Vous n’avez sûrement rien ­compris au titre de l’ouvrage, c’est la raison pour laquelle il a fallu adjoindre un sous-titre un peu plus clair. Car c’est bien d’un beau livre dont il s’agit ici, qui nous offre une histoire de la représentation des métiers et, plus généralement, des activités économiques dans les arts, en fait presque exclusivement la peinture.

On peut s’amuser à retrouver une telle représentation dans les grottes de Lascaux (!), mais il faut plutôt attendre les XVIe et XVIIe siècles pour voir les prémices d’un art de la mise en scène artistique des activités économiques, qui démarre véritablement dans la deuxième moitié du XVIIIe siècle, avec la révolution industrielle. Et cela durera jusqu’à la fin du XXe en passant notamment par le productivisme soviétique qui semble plus inspirant que nos sociétés de services.

Des artistes passeurs

Les artistes font œuvre de pédagogie en donnant à voir des réalités sociales. Ils le font de manière engagée pour témoigner d’un état du monde qui généralement ne leur convient pas. De ce fait, ils appartiennent à la catégorie des passeurs qui nous racontent l’histoire sociale d’une autre manière et représentent aujourd’hui une source de mémoire des rapports au travail et à l’économie des siècles passés. On suit ainsi les multiples façons dont le monde économique a nourri l’imaginaire des peintres. On passe par les métiers, des blanchisseuses, repasseuses, lessiveuses aux hommes dans les laminoirs ou porteurs de farine.

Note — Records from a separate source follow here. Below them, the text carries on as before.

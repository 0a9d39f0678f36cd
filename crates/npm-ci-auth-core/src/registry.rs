//! Registry resolution for the current project
//!
//! A package publishes to `publishConfig.registry` when its manifest sets one.
//! Otherwise the registry comes from npm configuration for the package's
//! scope, via a [`RegistryLookup`].

use crate::error::AuthError;
use crate::fs::TextFs;
use crate::manifest::ProjectManifest;
use crate::npmrc::{NPMRC_FILE, find_nearest_npmrc, read_npmrc};
use crate::settings::Settings;
use configparser::ini::{Ini, IniDefault};
use regex::{Captures, Regex};
use std::path::{Path, PathBuf};
use std::sync::LazyLock;
use tracing::debug;

/// Public npm registry, used when nothing else is configured.
pub const DEFAULT_REGISTRY: &str = "https://registry.npmjs.org/";

/// Source of the default registry URL for a scope.
pub trait RegistryLookup: std::fmt::Debug {
    /// Registry URL for `scope`, ending in `/`.
    ///
    /// `scope` is either an `@scope` prefix or, for unscoped packages, the
    /// package name itself.
    fn registry_url(&self, scope: Option<&str>) -> Result<String, AuthError>;
}

/// Registry the current project publishes to, normalized to end in one `/`.
pub fn resolve_registry(
    manifest: &ProjectManifest,
    lookup: &dyn RegistryLookup,
) -> Result<String, AuthError> {
    let candidate = match manifest.publish_registry() {
        Some(registry) => {
            debug!("using publishConfig.registry from package.json");
            registry.to_string()
        }
        None => lookup.registry_url(Some(manifest.scope()))?,
    };
    let registry = normalize_registry(&candidate);
    debug!("using {registry} registry for current package");
    Ok(registry)
}

/// Ensure `url` ends with exactly one `/`.
pub fn normalize_registry(url: &str) -> String {
    let mut normalized = url.trim_end_matches('/').to_string();
    normalized.push('/');
    normalized
}

/// [`RegistryLookup`] that follows npm's own configuration.
///
/// Precedence, highest first:
/// 1. `<scope>:registry`
/// 2. `npm_config_registry` from the environment
/// 3. `registry`
/// 4. [`DEFAULT_REGISTRY`]
///
/// Keys are read from `~/.npmrc` and then the nearest `.npmrc` above `cwd`,
/// later files overriding earlier ones. Files are located and read only when
/// a lookup is made. `${VAR}` references in values are expanded from the
/// environment captured in [`Settings`]; unknown variables are left as is.
#[derive(Debug)]
pub struct NpmrcRegistryLookup<'a> {
    fs: &'a dyn TextFs,
    settings: &'a Settings,
    home: Option<PathBuf>,
}

impl<'a> NpmrcRegistryLookup<'a> {
    pub fn new(fs: &'a dyn TextFs, settings: &'a Settings, home: Option<PathBuf>) -> Self {
        Self { fs, settings, home }
    }

    /// `.npmrc` files in ascending priority.
    fn sources(&self) -> Vec<PathBuf> {
        let mut sources = Vec::new();
        if let Some(home) = &self.home {
            sources.push(home.join(NPMRC_FILE));
        }
        if let Some(project) = find_nearest_npmrc(self.fs, &self.settings.cwd) {
            if !sources.contains(&project) {
                sources.push(project);
            }
        }
        sources
    }

    fn load(&self) -> Result<Vec<Ini>, AuthError> {
        self.sources()
            .iter()
            .map(|path| parse_npmrc(path, read_npmrc(self.fs, path)?))
            .collect()
    }

    /// Last value for `key` across the loaded files, env-expanded.
    fn value(&self, files: &[Ini], key: &str) -> Option<String> {
        files
            .iter()
            .rev()
            .find_map(|ini| ini.get(NPMRC_SECTION, key))
            .map(|value| expand_env(&value, self.settings))
            .filter(|value| !value.is_empty())
    }
}

impl RegistryLookup for NpmrcRegistryLookup<'_> {
    fn registry_url(&self, scope: Option<&str>) -> Result<String, AuthError> {
        let files = self.load()?;

        let scoped = scope
            .filter(|s| !s.is_empty())
            .and_then(|s| self.value(&files, format!("{s}:registry").as_str()));

        let url = scoped
            .or_else(|| self.settings.registry_override.clone().filter(|r| !r.is_empty()))
            .or_else(|| self.value(&files, "registry"))
            .unwrap_or_else(|| DEFAULT_REGISTRY.to_string());

        Ok(normalize_registry(&url))
    }
}

/// Section that holds top-level `.npmrc` keys.
const NPMRC_SECTION: &str = "default";

/// Parse `.npmrc` text the way npm's ini reader splits it: `=` is the only
/// delimiter (keys such as `@scope:registry` contain `:`), keys are
/// case-sensitive, and `;`/`#` start a comment anywhere on a line.
fn parse_npmrc(path: &Path, contents: String) -> Result<Ini, AuthError> {
    let mut defaults = IniDefault::default();
    defaults.default_section = NPMRC_SECTION.to_string();
    defaults.delimiters = vec!['='];
    defaults.case_sensitive = true;
    defaults.enable_inline_comments = true;

    let mut ini = Ini::new_from_defaults(defaults);
    ini.read(contents)
        .map_err(|message| AuthError::NpmrcParse {
            path: path.to_path_buf(),
            message,
        })?;
    Ok(ini)
}

static ENV_REF: LazyLock<Regex> =
    LazyLock::new(|| Regex::new(r"\$\{([^${}]+)\}").expect("env reference pattern is valid"));

/// Replace `${VAR}` with the captured value of `VAR`.
fn expand_env(value: &str, settings: &Settings) -> String {
    ENV_REF
        .replace_all(value, |caps: &Captures<'_>| match settings.var(&caps[1]) {
            Some(v) => v.to_string(),
            None => caps[0].to_string(),
        })
        .into_owned()
}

Mais il n’y a pas que la force visuelle des travaux des corps. On passe aussi par la Bourse et ses spéculations, de la représentation de la fameuse « tulipomania » par Jan Brueghel le Jeune au XVIIe siècle jusqu’au terrifiant The Bulls and Bears in the Market de William Holbrook Beard (1879), avec les taureaux qui parient à la hausse et les ours à la baisse dans un affrontement violent et glaçant, sans oublier le tableau Portraits à la Bourse d’Edgar Degas (1878-1879), plus sobre.

Un regard souvent critique

On va des mines aux usines, des conditions de travail aux grèves. Le capitalisme sauvage est très présent dans les tableaux et les bronzes, on y voit les accidents et les morts au travail, les jeunes enfants obligés de trimer, sans oublier les migrants. De quoi montrer mieux qu’un tableau statistique les inégalités sociales.

Alors, on se révolte et les artistes, en Allemagne, en France, en Italie, en Suisse et ailleurs, montrent les grèves, les revendications, les face-à-face avec les puissants. Le contraste est bien entendu saisissant entre le monde agricole, celui, plus violent, de la manufacture et ceux de la boutique ou de l’administration, plus apaisés.

Le lecteur est confronté à une autre manière de raconter l’histoire sociale du capitalisme, généralement de manière critique. Le tout est magnifiquement illustré, avec un nombre impressionnant de représentations, classées en plusieurs catégories correspondant à autant de chapitres qui commentent et éclairent les œuvres, les remettant en perspective historique et artistique pour nous permettre de mieux en profiter. Un superbe travail.